§ Entries provided:
────────────────────

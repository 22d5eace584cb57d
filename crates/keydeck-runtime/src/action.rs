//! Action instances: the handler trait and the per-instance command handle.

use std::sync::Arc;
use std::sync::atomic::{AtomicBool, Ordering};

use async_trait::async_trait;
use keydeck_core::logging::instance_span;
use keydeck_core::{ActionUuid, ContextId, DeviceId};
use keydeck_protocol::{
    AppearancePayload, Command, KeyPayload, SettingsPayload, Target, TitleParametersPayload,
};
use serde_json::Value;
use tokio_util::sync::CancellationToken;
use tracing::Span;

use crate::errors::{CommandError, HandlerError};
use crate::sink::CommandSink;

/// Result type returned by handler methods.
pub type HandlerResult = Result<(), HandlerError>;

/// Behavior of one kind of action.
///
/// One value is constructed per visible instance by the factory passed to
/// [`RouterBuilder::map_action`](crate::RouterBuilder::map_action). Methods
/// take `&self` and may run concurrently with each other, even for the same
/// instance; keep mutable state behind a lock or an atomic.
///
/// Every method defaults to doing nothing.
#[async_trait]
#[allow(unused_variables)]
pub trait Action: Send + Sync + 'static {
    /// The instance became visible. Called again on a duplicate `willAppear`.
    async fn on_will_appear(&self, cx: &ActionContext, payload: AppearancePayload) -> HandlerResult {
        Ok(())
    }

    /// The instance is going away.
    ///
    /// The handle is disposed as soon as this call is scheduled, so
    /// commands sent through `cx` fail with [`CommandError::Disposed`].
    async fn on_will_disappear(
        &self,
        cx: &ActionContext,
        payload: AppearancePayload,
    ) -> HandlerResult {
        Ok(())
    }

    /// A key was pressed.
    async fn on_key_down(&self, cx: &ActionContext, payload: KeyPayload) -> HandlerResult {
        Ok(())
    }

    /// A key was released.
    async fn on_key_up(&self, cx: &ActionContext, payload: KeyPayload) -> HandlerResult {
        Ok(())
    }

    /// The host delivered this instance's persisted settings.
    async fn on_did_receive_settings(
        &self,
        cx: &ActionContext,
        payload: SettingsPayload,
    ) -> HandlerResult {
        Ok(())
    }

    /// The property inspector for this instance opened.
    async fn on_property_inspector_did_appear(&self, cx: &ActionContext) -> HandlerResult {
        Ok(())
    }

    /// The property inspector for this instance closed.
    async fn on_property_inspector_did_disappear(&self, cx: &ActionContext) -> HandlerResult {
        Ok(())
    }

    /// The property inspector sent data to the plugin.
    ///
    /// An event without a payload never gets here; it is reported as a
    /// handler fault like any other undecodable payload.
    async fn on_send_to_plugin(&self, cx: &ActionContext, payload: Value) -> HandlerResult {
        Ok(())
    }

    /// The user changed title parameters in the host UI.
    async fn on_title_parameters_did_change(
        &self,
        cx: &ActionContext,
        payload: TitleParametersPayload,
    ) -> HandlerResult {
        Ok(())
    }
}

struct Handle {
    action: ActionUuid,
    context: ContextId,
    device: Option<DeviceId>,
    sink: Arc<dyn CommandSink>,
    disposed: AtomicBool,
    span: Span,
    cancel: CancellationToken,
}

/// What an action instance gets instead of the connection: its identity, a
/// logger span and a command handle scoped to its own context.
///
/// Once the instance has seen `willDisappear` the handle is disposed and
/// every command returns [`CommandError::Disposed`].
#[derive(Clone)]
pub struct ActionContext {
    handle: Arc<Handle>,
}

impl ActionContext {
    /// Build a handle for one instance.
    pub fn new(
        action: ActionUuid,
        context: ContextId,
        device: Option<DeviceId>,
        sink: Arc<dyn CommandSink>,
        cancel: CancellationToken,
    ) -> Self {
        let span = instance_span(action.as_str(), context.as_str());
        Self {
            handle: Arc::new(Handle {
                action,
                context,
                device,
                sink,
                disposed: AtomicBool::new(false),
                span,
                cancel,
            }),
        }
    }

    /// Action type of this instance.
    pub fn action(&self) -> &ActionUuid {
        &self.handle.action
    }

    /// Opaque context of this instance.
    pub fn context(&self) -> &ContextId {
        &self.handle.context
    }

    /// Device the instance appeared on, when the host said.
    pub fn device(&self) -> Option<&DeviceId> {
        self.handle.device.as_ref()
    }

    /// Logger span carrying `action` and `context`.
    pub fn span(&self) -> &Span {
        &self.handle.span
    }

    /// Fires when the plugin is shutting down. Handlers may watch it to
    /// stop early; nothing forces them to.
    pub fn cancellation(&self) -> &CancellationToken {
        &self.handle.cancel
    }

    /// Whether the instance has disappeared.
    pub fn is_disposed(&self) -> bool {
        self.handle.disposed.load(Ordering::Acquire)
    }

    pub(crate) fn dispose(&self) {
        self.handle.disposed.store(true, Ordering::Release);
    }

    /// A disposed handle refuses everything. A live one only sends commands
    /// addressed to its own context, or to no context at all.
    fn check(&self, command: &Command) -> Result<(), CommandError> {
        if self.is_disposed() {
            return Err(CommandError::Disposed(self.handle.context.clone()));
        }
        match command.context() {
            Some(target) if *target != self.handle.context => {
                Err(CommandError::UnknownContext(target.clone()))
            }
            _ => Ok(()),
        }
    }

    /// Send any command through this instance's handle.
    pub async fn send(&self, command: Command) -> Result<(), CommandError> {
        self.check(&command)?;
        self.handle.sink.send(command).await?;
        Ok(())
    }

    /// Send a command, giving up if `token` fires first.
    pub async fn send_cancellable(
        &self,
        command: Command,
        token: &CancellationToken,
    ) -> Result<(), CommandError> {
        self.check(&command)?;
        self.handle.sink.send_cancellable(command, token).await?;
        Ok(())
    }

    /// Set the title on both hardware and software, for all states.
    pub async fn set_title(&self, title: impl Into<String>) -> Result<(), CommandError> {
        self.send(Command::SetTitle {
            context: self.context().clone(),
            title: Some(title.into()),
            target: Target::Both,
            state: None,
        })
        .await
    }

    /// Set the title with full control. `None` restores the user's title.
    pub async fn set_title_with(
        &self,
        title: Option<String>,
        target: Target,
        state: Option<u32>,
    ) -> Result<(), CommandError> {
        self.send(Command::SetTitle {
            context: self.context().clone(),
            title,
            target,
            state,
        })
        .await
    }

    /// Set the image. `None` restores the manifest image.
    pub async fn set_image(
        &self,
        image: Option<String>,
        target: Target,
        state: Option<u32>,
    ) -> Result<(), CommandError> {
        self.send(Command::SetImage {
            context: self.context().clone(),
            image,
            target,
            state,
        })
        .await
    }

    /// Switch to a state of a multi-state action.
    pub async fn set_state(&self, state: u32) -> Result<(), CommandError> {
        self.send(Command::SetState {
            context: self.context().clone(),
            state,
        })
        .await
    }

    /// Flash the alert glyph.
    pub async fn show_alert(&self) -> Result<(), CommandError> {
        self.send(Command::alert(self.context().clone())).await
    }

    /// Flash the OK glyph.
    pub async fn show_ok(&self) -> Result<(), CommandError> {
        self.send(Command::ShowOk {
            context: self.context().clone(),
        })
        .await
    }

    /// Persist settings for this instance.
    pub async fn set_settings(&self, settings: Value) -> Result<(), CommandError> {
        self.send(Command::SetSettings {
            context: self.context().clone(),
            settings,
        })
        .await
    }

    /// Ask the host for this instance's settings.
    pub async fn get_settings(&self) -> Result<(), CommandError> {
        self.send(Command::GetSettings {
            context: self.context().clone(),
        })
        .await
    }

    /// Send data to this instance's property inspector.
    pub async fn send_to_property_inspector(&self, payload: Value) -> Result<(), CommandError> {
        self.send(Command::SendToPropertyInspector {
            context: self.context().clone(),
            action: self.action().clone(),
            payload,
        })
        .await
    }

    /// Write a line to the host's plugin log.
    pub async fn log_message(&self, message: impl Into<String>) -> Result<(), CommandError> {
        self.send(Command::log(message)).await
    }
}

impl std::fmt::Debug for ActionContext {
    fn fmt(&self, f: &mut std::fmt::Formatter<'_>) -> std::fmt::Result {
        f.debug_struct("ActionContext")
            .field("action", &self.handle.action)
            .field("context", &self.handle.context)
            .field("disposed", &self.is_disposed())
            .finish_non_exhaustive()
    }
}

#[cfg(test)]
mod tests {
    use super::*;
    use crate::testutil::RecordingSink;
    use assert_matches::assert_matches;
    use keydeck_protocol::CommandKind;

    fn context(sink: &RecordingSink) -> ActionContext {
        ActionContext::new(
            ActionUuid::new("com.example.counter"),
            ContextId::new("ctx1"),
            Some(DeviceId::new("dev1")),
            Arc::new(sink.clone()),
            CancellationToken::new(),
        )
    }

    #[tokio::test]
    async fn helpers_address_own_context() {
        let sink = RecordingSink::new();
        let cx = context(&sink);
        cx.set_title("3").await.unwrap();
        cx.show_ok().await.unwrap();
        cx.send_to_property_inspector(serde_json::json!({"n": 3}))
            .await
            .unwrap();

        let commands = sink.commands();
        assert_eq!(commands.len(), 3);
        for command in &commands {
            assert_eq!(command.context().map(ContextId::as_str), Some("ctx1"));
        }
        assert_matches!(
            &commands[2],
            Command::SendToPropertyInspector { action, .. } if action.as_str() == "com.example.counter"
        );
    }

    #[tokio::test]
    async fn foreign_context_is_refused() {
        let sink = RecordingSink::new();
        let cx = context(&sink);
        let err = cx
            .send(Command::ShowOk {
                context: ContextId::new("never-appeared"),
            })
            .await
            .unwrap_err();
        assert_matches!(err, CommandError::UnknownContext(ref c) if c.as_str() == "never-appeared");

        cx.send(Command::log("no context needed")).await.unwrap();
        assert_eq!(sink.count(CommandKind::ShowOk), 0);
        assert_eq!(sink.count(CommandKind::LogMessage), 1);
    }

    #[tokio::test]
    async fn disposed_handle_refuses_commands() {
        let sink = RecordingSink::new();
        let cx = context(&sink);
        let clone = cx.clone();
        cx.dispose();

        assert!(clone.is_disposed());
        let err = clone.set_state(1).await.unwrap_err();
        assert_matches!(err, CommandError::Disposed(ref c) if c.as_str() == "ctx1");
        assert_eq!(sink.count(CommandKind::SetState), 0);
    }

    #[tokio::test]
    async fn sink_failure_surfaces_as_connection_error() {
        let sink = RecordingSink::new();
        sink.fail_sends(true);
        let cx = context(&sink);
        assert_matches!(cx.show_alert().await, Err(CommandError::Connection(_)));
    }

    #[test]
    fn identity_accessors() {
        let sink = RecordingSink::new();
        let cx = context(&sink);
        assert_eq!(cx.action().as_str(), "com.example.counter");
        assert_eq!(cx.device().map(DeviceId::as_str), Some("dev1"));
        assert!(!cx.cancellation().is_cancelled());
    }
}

────────────────────

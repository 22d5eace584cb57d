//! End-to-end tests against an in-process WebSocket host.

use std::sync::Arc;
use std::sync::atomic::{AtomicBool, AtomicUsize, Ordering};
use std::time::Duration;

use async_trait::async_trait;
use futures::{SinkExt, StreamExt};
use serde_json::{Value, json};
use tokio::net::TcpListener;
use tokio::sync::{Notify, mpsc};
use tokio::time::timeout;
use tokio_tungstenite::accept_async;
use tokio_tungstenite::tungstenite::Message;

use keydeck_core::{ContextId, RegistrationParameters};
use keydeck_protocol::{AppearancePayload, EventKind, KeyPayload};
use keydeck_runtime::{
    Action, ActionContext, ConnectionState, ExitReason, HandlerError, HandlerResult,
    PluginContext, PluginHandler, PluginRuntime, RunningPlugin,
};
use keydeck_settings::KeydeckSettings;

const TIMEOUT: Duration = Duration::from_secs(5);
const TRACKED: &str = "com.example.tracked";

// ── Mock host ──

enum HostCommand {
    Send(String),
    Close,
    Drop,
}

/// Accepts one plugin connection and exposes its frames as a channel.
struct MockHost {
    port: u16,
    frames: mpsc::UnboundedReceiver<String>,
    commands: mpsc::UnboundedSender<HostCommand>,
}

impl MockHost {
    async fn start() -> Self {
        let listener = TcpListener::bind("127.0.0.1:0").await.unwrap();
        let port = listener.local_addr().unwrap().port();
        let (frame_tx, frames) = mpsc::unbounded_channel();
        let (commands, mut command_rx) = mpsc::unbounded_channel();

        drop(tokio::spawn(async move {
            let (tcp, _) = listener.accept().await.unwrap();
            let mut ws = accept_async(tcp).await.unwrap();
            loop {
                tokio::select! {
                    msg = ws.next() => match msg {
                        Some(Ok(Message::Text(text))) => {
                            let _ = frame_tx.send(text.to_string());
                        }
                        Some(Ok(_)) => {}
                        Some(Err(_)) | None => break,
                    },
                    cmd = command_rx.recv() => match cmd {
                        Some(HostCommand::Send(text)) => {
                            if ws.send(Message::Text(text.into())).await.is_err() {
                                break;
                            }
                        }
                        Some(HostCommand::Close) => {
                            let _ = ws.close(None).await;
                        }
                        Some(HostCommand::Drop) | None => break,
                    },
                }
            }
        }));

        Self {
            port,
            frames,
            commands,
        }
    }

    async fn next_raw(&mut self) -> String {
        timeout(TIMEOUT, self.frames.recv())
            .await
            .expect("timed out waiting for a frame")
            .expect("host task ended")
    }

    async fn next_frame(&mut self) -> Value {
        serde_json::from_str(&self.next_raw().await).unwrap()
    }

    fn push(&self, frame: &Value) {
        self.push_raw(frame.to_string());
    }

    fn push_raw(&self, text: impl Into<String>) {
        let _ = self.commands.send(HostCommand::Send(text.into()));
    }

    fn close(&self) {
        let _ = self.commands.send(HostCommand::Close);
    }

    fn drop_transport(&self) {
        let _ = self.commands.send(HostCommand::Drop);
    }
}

────────────────────

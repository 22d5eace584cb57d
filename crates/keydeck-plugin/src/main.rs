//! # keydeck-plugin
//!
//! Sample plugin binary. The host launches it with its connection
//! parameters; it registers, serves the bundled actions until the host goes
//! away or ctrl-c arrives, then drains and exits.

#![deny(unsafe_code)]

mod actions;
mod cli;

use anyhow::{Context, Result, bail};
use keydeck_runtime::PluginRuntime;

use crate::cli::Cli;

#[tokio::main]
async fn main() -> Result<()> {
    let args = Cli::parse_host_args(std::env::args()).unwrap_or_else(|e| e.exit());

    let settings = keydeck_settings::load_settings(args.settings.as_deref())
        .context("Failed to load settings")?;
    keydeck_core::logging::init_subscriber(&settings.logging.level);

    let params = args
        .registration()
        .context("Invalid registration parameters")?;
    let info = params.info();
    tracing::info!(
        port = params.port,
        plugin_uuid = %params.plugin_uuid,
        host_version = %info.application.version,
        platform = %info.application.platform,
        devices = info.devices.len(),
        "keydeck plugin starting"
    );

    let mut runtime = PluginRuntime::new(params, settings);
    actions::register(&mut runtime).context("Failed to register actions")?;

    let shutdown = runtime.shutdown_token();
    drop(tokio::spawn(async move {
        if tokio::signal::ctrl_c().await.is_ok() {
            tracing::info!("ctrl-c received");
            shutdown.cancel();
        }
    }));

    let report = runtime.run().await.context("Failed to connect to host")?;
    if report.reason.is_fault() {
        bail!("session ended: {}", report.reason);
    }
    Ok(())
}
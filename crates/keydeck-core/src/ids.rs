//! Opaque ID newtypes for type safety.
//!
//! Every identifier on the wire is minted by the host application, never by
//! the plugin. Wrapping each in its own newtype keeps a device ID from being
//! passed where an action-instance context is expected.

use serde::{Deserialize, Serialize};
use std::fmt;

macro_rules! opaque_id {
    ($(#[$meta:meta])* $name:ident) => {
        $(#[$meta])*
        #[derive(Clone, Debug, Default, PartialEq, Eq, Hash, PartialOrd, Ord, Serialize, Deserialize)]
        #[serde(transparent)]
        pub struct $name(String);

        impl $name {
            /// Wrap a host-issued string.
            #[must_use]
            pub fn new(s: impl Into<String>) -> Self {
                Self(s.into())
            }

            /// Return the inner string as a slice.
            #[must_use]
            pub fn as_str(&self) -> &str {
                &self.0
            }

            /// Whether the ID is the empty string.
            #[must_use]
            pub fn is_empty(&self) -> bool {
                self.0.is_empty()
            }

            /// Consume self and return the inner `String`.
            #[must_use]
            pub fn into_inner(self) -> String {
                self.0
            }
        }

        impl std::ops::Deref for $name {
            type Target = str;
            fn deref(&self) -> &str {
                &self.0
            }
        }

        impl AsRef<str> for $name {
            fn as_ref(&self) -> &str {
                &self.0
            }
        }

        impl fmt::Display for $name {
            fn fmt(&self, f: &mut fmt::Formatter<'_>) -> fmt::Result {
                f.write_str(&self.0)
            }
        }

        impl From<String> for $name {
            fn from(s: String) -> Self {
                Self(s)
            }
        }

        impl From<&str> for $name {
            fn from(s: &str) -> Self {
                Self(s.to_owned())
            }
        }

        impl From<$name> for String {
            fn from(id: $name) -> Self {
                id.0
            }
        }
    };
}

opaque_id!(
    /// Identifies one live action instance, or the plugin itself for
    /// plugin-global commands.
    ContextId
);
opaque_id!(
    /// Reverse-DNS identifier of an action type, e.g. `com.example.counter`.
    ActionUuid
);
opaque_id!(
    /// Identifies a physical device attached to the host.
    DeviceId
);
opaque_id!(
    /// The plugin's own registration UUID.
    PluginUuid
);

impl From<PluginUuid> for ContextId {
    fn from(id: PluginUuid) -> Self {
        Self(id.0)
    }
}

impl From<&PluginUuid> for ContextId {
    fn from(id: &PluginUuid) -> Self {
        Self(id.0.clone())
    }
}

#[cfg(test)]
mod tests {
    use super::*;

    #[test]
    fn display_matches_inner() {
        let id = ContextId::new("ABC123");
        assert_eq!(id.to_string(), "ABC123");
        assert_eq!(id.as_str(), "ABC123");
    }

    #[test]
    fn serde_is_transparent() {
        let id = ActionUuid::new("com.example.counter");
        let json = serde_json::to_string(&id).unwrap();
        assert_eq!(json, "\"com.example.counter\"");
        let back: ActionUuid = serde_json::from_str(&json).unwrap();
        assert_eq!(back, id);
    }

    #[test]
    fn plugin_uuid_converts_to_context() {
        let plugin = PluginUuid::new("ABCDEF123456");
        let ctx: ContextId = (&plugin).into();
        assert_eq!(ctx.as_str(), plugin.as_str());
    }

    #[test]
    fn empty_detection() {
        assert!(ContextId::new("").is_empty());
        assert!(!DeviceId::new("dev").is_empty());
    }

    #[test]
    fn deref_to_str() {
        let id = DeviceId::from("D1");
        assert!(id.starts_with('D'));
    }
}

────────────────────

All lines holding the word "each" must be found in the listing and copied.

§ Exercise answer:
/// take `&self` and may run concurrently with each other, even for the same
//! the plugin. Wrapping each in its own newtype keeps a device ID from being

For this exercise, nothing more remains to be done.